The chain stores and white glowing strip malls had dropped away, the empty scrub lots multiplying. The tract developments with their trailing stucco walls and names like The Sunset, Shangri-La, The Desert Rose—these were soon replaced by the blinding ranches, the chain-link fences, the dead, crisped, yellow-brown lawns. We turned off Baseline Drive onto a smaller street, skirting the dirt field where a lone shirtless bedouin of a teen passed a soccer ball between his knees. In the car you could feel the sun pushing through the windows, compressing the air-conditioned air. You could feel the heat cradling the car.

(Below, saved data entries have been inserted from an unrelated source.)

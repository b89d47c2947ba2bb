//! Board module tests.
//!
//! Tests are organized into separate files by category:
//! - `construction.rs` - Board building, tiles, display
//! - `movegen.rs` - Raw move generation per piece
//! - `transitions.rs` - Move execution, undo, legality verification
//! - `castling.rs` - Castle generation and safety for both colors
//! - `endgame.rs` - Check, checkmate and stalemate detection
//! - `search.rs` - Minimax and alpha-beta strategies
//! - `proptest.rs` - Property-based tests

mod construction;
mod proptest;
mod search;

use crate::board::types::{Color, Piece, PieceType, Square};
use crate::board::{Board, BoardBuilder};

/// Parse an algebraic square, panicking on bad input.
pub(crate) fn sq(notation: &str) -> Square {
    Square::from_algebraic(notation).unwrap()
}

/// A piece that has not moved yet.
pub(crate) fn piece(kind: PieceType, square: &str, color: Color) -> Piece {
    Piece::new(kind, sq(square), color)
}

/// A bare-kings board with extra pieces, `to_move` to play. Kings go on e1
/// and a8 unless the extras occupy those squares.
pub(crate) fn kings_board(extras: &[Piece], to_move: Color) -> Board {
    let mut builder = BoardBuilder::new()
        .piece(piece(PieceType::King, "e1", Color::White))
        .piece(piece(PieceType::King, "a8", Color::Black));
    for &extra in extras {
        builder = builder.piece(extra);
    }
    builder.move_maker(to_move).build()
}

/// Play a sequence of (from, to) algebraic pairs from the standard
/// position, panicking if any move fails to transition.
pub(crate) fn play(moves: &[(&str, &str)]) -> Board {
    let mut board = Board::standard();
    for &(from, to) in moves {
        let mv = crate::board::Move::from_squares(&board, sq(from), sq(to));
        assert!(!mv.is_null(), "no legal move {from}{to}");
        let transition = board.make_move(&mv);
        assert!(
            transition.status().is_done(),
            "move {from}{to} failed with {:?}",
            transition.status()
        );
        board = transition.into_board();
    }
    board
}
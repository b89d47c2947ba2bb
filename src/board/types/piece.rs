//! Piece and color types.

use std::fmt;

#[cfg(feature = "serde")]
use serde::{Deserialize, Serialize};

use super::square::Square;
use crate::board::types::moves::Move;

/// Chess piece types.
#[derive(Clone, Copy, PartialEq, Eq, Hash, Debug)]
#[cfg_attr(feature = "serde", derive(Serialize, Deserialize))]
pub enum PieceType {
    Pawn,
    Knight,
    Bishop,
    Rook,
    Queen,
    King,
}

impl PieceType {
    /// All piece types in index order
    pub const ALL: [PieceType; 6] = [
        PieceType::Pawn,
        PieceType::Knight,
        PieceType::Bishop,
        PieceType::Rook,
        PieceType::Queen,
        PieceType::King,
    ];

    #[inline]
    #[must_use]
    pub(crate) const fn index(self) -> usize {
        match self {
            PieceType::Pawn => 0,
            PieceType::Knight => 1,
            PieceType::Bishop => 2,
            PieceType::Rook => 3,
            PieceType::Queen => 4,
            PieceType::King => 5,
        }
    }

    /// Material value in centipawns: Pawn=100, Knight=320, Bishop=330,
    /// Rook=500, Queen=900, King=10000.
    #[inline]
    #[must_use]
    pub const fn value(self) -> i32 {
        match self {
            PieceType::Pawn => 100,
            PieceType::Knight => 320,
            PieceType::Bishop => 330,
            PieceType::Rook => 500,
            PieceType::Queen => 900,
            PieceType::King => 10000,
        }
    }

    /// Display glyph (uppercase).
    #[inline]
    #[must_use]
    pub const fn glyph(self) -> char {
        match self {
            PieceType::Pawn => 'P',
            PieceType::Knight => 'N',
            PieceType::Bishop => 'B',
            PieceType::Rook => 'R',
            PieceType::Queen => 'Q',
            PieceType::King => 'K',
        }
    }

    #[inline]
    #[must_use]
    pub const fn is_king(self) -> bool {
        matches!(self, PieceType::King)
    }

    #[inline]
    #[must_use]
    pub const fn is_rook(self) -> bool {
        matches!(self, PieceType::Rook)
    }
}

impl fmt::Display for PieceType {
    fn fmt(&self, f: &mut fmt::Formatter<'_>) -> fmt::Result {
        write!(f, "{}", self.glyph())
    }
}

/// The two sides.
#[derive(Clone, Copy, PartialEq, Eq, Hash, Debug)]
#[cfg_attr(feature = "serde", derive(Serialize, Deserialize))]
pub enum Color {
    White,
    Black,
}

impl Color {
    /// Both colors in index order (White=0, Black=1)
    pub const BOTH: [Color; 2] = [Color::White, Color::Black];

    /// Returns the opposite color
    #[inline]
    #[must_use]
    pub const fn opponent(self) -> Color {
        match self {
            Color::White => Color::Black,
            Color::Black => Color::White,
        }
    }

    #[inline]
    #[must_use]
    pub const fn is_white(self) -> bool {
        matches!(self, Color::White)
    }

    #[inline]
    #[must_use]
    pub const fn is_black(self) -> bool {
        matches!(self, Color::Black)
    }

    /// Pawn advance direction in row terms: White moves toward row 0,
    /// Black toward row 7. Multiplied into index offsets by the generators.
    #[inline]
    #[must_use]
    pub(crate) const fn direction(self) -> i32 {
        match self {
            Color::White => -1,
            Color::Black => 1,
        }
    }

    /// The opponent's advance direction.
    #[inline]
    #[must_use]
    pub(crate) const fn opposite_direction(self) -> i32 {
        -self.direction()
    }

    /// Row this side's pawns start on (White 6, Black 1).
    #[inline]
    #[must_use]
    pub(crate) const fn pawn_start_row(self) -> usize {
        match self {
            Color::White => 6,
            Color::Black => 1,
        }
    }

    /// Row this side promotes on (White 0, Black 7).
    #[inline]
    #[must_use]
    pub(crate) const fn promotion_row(self) -> usize {
        match self {
            Color::White => 0,
            Color::Black => 7,
        }
    }

    /// Row this side's major pieces start on (White 7, Black 0).
    #[inline]
    #[must_use]
    pub(crate) const fn back_row(self) -> usize {
        match self {
            Color::White => 7,
            Color::Black => 0,
        }
    }
}

impl fmt::Display for Color {
    fn fmt(&self, f: &mut fmt::Formatter<'_>) -> fmt::Result {
        match self {
            Color::White => write!(f, "White"),
            Color::Black => write!(f, "Black"),
        }
    }
}

/// An immutable piece instance: type, square, color, and whether it has
/// ever moved. Two pieces are equal iff all four fields match.
///
/// The first-move flag drives pawn double-step and castling eligibility, so
/// it is threaded through every board transition: the successor instance
/// produced by [`Piece::moved_to`] always carries `is_first_move = false`.
#[derive(Clone, Copy, PartialEq, Eq, Hash, Debug)]
#[cfg_attr(feature = "serde", derive(Serialize, Deserialize))]
pub struct Piece {
    kind: PieceType,
    square: Square,
    color: Color,
    is_first_move: bool,
}

impl Piece {
    /// Create a piece that has not moved yet.
    #[must_use]
    pub const fn new(kind: PieceType, square: Square, color: Color) -> Self {
        Piece {
            kind,
            square,
            color,
            is_first_move: true,
        }
    }

    /// Create a piece with an explicit first-move flag.
    #[must_use]
    pub const fn with_history(
        kind: PieceType,
        square: Square,
        color: Color,
        is_first_move: bool,
    ) -> Self {
        Piece {
            kind,
            square,
            color,
            is_first_move,
        }
    }

    #[inline]
    #[must_use]
    pub const fn kind(self) -> PieceType {
        self.kind
    }

    #[inline]
    #[must_use]
    pub const fn square(self) -> Square {
        self.square
    }

    #[inline]
    #[must_use]
    pub const fn color(self) -> Color {
        self.color
    }

    #[inline]
    #[must_use]
    pub const fn is_first_move(self) -> bool {
        self.is_first_move
    }

    /// The successor instance after executing `mv`: same type and color,
    /// relocated to the move's destination, first-move flag cleared.
    #[must_use]
    pub(crate) fn move_piece(self, mv: &Move) -> Piece {
        Piece {
            kind: self.kind,
            square: mv.destination(),
            color: self.color,
            is_first_move: false,
        }
    }

    /// This piece relocated to `square` with the first-move flag cleared.
    #[must_use]
    pub(crate) const fn moved_to(self, square: Square) -> Piece {
        Piece {
            kind: self.kind,
            square,
            color: self.color,
            is_first_move: false,
        }
    }

    /// Display glyph, uppercase for White and lowercase for Black.
    #[must_use]
    pub fn glyph(self) -> char {
        match self.color {
            Color::White => self.kind.glyph(),
            Color::Black => self.kind.glyph().to_ascii_lowercase(),
        }
    }
}

impl fmt::Display for Piece {
    fn fmt(&self, f: &mut fmt::Formatter<'_>) -> fmt::Result {
        write!(f, "{}", self.glyph())
    }
}
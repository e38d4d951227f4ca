use std::sync::Arc;

use tokio::sync::watch::{self, Receiver, Sender};

use crate::data_service::DashboardData;

pub type Snapshot = Option<Arc<DashboardData>>;

/// A value shared between tasks, subscribers are woken on every change.
pub struct Store<T> {
    sender: Sender<T>,
}

impl<T: Clone> Store<T> {
    pub fn new(value: T) -> Store<T> {
        let (sender, _) = watch::channel(value);
        Store { sender }
    }

    pub fn get(&self) -> T {
        self.sender.borrow().clone()
    }

    pub fn set(&self, value: T) {
        self.sender.send_replace(value);
    }

    pub fn update<F: FnOnce(&mut T)>(&self, f: F) {
        self.sender.send_modify(f);
    }

    pub fn subscribe(&self) -> Receiver<T> {
        self.sender.subscribe()
    }
}

pub type SafeStore = Arc<Store<Snapshot>>;

#[cfg(test)]
mod tests {
    use super::Store;

    #[tokio::test]
    async fn test_subscribers_see_changes() {
        // Given
        let store = Store::new(1);
        let mut rx = store.subscribe();

        // When
        store.set(2);

        // Then
        rx.changed().await.unwrap();
        assert_eq!(*rx.borrow(), 2);
        assert_eq!(store.get(), 2);

        // When
        store.update(|e| *e += 10);

        // Then
        rx.changed().await.unwrap();
        assert_eq!(*rx.borrow_and_update(), 12);
    }

    #[test]
    fn test_set_without_subscribers() {
        let store = Store::new("loading".to_string());
        store.set("ready".to_string());
        assert_eq!(store.get(), "ready");
    }
}
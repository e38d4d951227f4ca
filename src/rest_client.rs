use std::time::{Duration, Instant};

use serde::Serialize;
use serde::de::DeserializeOwned;
use tracing::log;
use crate::{LogResult, CONFIG};
use crate::db::Db;
use crate::models::Season;
use crate::models_external::matches::MatchesRsp;
use crate::models_external::standings::StandingsRsp;

const COMPETITION: &str = "PL";

impl Season {
    fn get_throttle(&self) -> Option<Duration> {
        if self == &CONFIG.current_season {
            Some(Duration::from_secs(CONFIG.throttle_s))
        } else {
            None
        }
    }
}

pub fn get_matches_url(season: &Season) -> String {
    format!("{}/competitions/{COMPETITION}/matches?season={season}", CONFIG.football_data_url)
}

pub fn get_standings_url(season: &Season) -> String {
    format!("{}/competitions/{COMPETITION}/standings?season={season}", CONFIG.football_data_url)
}

pub async fn get_matches(season: &Season) -> Option<MatchesRsp> {
    throttle_call(&get_matches_url(season), season.get_throttle()).await
}

pub async fn get_standings(season: &Season) -> Option<StandingsRsp> {
    throttle_call(&get_standings_url(season), season.get_throttle()).await
}

fn cache_key(url: &str) -> String {
    url.chars()
        .map(|c| if c.is_ascii_alphanumeric() { c } else { '_' })
        .collect()
}

pub async fn throttle_call<T: DeserializeOwned + Serialize>(url: &str, throttle_s: Option<Duration>) -> Option<T> {
    let db = Db::<String, T>::new("rest");
    cached_call(&db, url, throttle_s, CONFIG.api_key.as_str()).await
}

/// Reuses the cached response until it is older than `throttle_s`, `None` never goes stale.
async fn cached_call<T: DeserializeOwned + Serialize>(db: &Db<String, T>, url: &str, throttle_s: Option<Duration>, api_key: &str) -> Option<T> {
    let key = cache_key(url);

    if db.is_stale(&key, throttle_s) {
        let rsp: Option<T> = get_call(url, api_key).await;
        if let Some(rsp) = rsp {
            _ = db.write(&key, &rsp);
            Some(rsp)
        } else {
            log::warn!("[REST] Falling back to cached {url}");
            db.read(&key)
        }
    } else {
        db.read(&key)
    }
}

async fn get_call<T: DeserializeOwned>(url: &str, api_key: &str) -> Option<T> {
    let before = Instant::now();
    let client = reqwest::Client::new();
    let rsp = client.get(url)
        .header("X-Auth-Token", api_key)
        .send()
        .await
        .ok_log("[REST] Call failed")?;
    let rsp = rsp.error_for_status().ok_log("[REST] Bad status")?;
    let res = rsp.json().await.ok_log("[REST] Parse failed");
    log::info!("[REST] Call {url} {:.2?}", before.elapsed());
    res
}

#[cfg(test)]
mod tests {
    use std::time::Duration;

    use tempdir::TempDir;

    use crate::db::Db;

    use super::{cache_key, cached_call};

    const UNREACHABLE: &str = "http://127.0.0.1:1/competitions/PL/matches?season=2019";

    #[test]
    fn test_cache_key_is_flat() {
        assert_eq!(cache_key("http://x/competitions/PL/matches?season=2021"), "http___x_competitions_PL_matches_season_2021");
    }

    #[tokio::test]
    async fn test_cached_response_reuse() {
        // Given - a cached response for the url
        let dir = TempDir::new("rest_test").expect("dir to be created");
        let db = Db::<String, Vec<u8>>::new_in(dir.path().to_str().unwrap(), "rest");
        db.write(&cache_key(UNREACHABLE), &vec![1, 2]).unwrap();

        // Then - past seasons never go stale
        assert_eq!(cached_call(&db, UNREACHABLE, None, "KEY").await, Some(vec![1, 2]));

        // Then - reused within the throttle window
        assert_eq!(cached_call(&db, UNREACHABLE, Some(Duration::from_secs(60)), "KEY").await, Some(vec![1, 2]));

        // When - the throttle has passed and the call fails
        tokio::time::sleep(Duration::from_millis(20)).await;
        let rsp = cached_call(&db, UNREACHABLE, Some(Duration::from_millis(1)), "KEY").await;

        // Then - falls back to the cache
        assert_eq!(rsp, Some(vec![1, 2]));
    }

    #[tokio::test]
    async fn test_failed_call_without_cache() {
        let dir = TempDir::new("rest_test").expect("dir to be created");
        let db = Db::<String, Vec<u8>>::new_in(dir.path().to_str().unwrap(), "rest");

        assert_eq!(cached_call(&db, UNREACHABLE, None, "KEY").await, None);
        assert_eq!(db.read(&cache_key(UNREACHABLE)), None);
    }
}
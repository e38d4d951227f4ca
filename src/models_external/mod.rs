pub mod matches;
pub mod standings;
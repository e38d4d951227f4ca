use serde::{Deserialize, Serialize};
use std::fs;

use crate::models::Season;

#[derive(Debug, Serialize, Deserialize, Clone)]
pub struct Config {
    pub port: u16,

    pub football_data_url: String,
    pub api_key: String,

    #[serde(default="default_db_path")]
    pub db_path: String,

    #[serde(default="default_current_season")]
    pub current_season: Season,

    #[serde(default="default_n_seasons")]
    pub n_seasons: u16,

    #[serde(default="default_star_team_threshold")]
    pub star_team_threshold: f64,

    #[serde(default="default_games_threshold")]
    pub games_threshold: u16,

    #[serde(default="default_home_games_threshold")]
    pub home_games_threshold: u16,

    #[serde(default="default_update_interval_s")]
    pub update_interval_s: u64,

    #[serde(default="default_throttle_s")]
    pub throttle_s: u64,
}

fn default_db_path() -> String {
    "./db".to_string()
}

fn default_current_season() -> Season {
    Season(2021)
}

fn default_n_seasons() -> u16 {
    3
}

fn default_star_team_threshold() -> f64 {
    0.75
}

fn default_games_threshold() -> u16 {
    4
}

fn default_home_games_threshold() -> u16 {
    5
}

fn default_update_interval_s() -> u64 {
    60 * 60
}

fn default_throttle_s() -> u64 {
    60 * 10
}

impl Default for Config {
    fn default() -> Self {
        Config {
            port: 8000,
            football_data_url: "https://api.football-data.org/v2".to_string(),
            api_key: String::new(),
            db_path: default_db_path(),
            current_season: default_current_season(),
            n_seasons: default_n_seasons(),
            star_team_threshold: default_star_team_threshold(),
            games_threshold: default_games_threshold(),
            home_games_threshold: default_home_games_threshold(),
            update_interval_s: default_update_interval_s(),
            throttle_s: default_throttle_s(),
        }
    }
}

impl Config {
    pub fn get_seasons(&self) -> Vec<Season> {
        self.current_season.get_range(self.n_seasons)
    }
}

pub fn get_config() -> Config {
    let path = std::env::var("CONFIG_PATH").ok()
        .unwrap_or_else(|| "./deployment/config.json".to_string());
    let data = fs::read_to_string(path.clone())
        .unwrap_or_else(|_| panic!("Unable to read config file {path}"));
    let mut result: Config = serde_json::from_str(&data)
        .unwrap_or_else(|_| panic!("{}", &format!("Could not parse JSON at {path}!")));
    if let Ok(db_path) = std::env::var("DB_PATH") {
        result.db_path = db_path;
        println!("[CONFIG] DB_PATH {}", result.db_path);
    }
    println!("[CONFIG] port={} url={} season={} n_seasons={}", result.port, result.football_data_url, result.current_season, result.n_seasons);
    result
}

#[cfg(test)]
mod tests {
    use super::Config;
    use crate::models::Season;

    #[test]
    fn test_defaults_when_missing() {
        let config: Config = serde_json::from_str(r#"{"port": 8080, "football_data_url": "http://localhost", "api_key": "KEY"}"#).unwrap();
        assert_eq!(config.db_path, "./db");
        assert_eq!(config.current_season, Season(2021));
        assert_eq!(config.get_seasons(), vec![Season(2021), Season(2020), Season(2019)]);
        assert_eq!(config.star_team_threshold, 0.75);
    }
}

When we pulled up to Maria’s house and cut the engine, the heat rose around us like a flood. A pair of green tents had been set up in the front yard and quickly abandoned: They looked like weird shrubbery at either side of a red faded door that hid against the ranch’s rosy stucco. A small garage, too, connecting to the house’s main façade with its picture window, blinds drawn, the gray bleached segmented walkway curving up to the front door, the sparse hanks of stubborn crabgrass betraying the outlines of the individual concrete slabs. Red Spanish tile covered the roof, reddish gravel lay in the small garden planted with ground-hugging fierce shrubs I couldn’t begin to name. Poster-board signs and pickets surrounded the tents, studded the entire lawn. A handmade banner stretched most of the way across the low chain-link fence: SOLINE IS ON TRIAL, NOT THIS FAMILY! Another sign shouted for Soline CEO Larry Bosch to pay Maria Nava’s mortgage: LET BOSCH PAY BACK WHAT HE STOLE! PEOPLE OVER PROFITS! another sign said. HUMAN NEED NOT CORPORATE GREED! RIGHT IS RIGHT—COME TO THE LEFT! And several others.
“We need to clean this up,” I said, “make the signs more pointed, less generic. This looks like an undergrad protest.”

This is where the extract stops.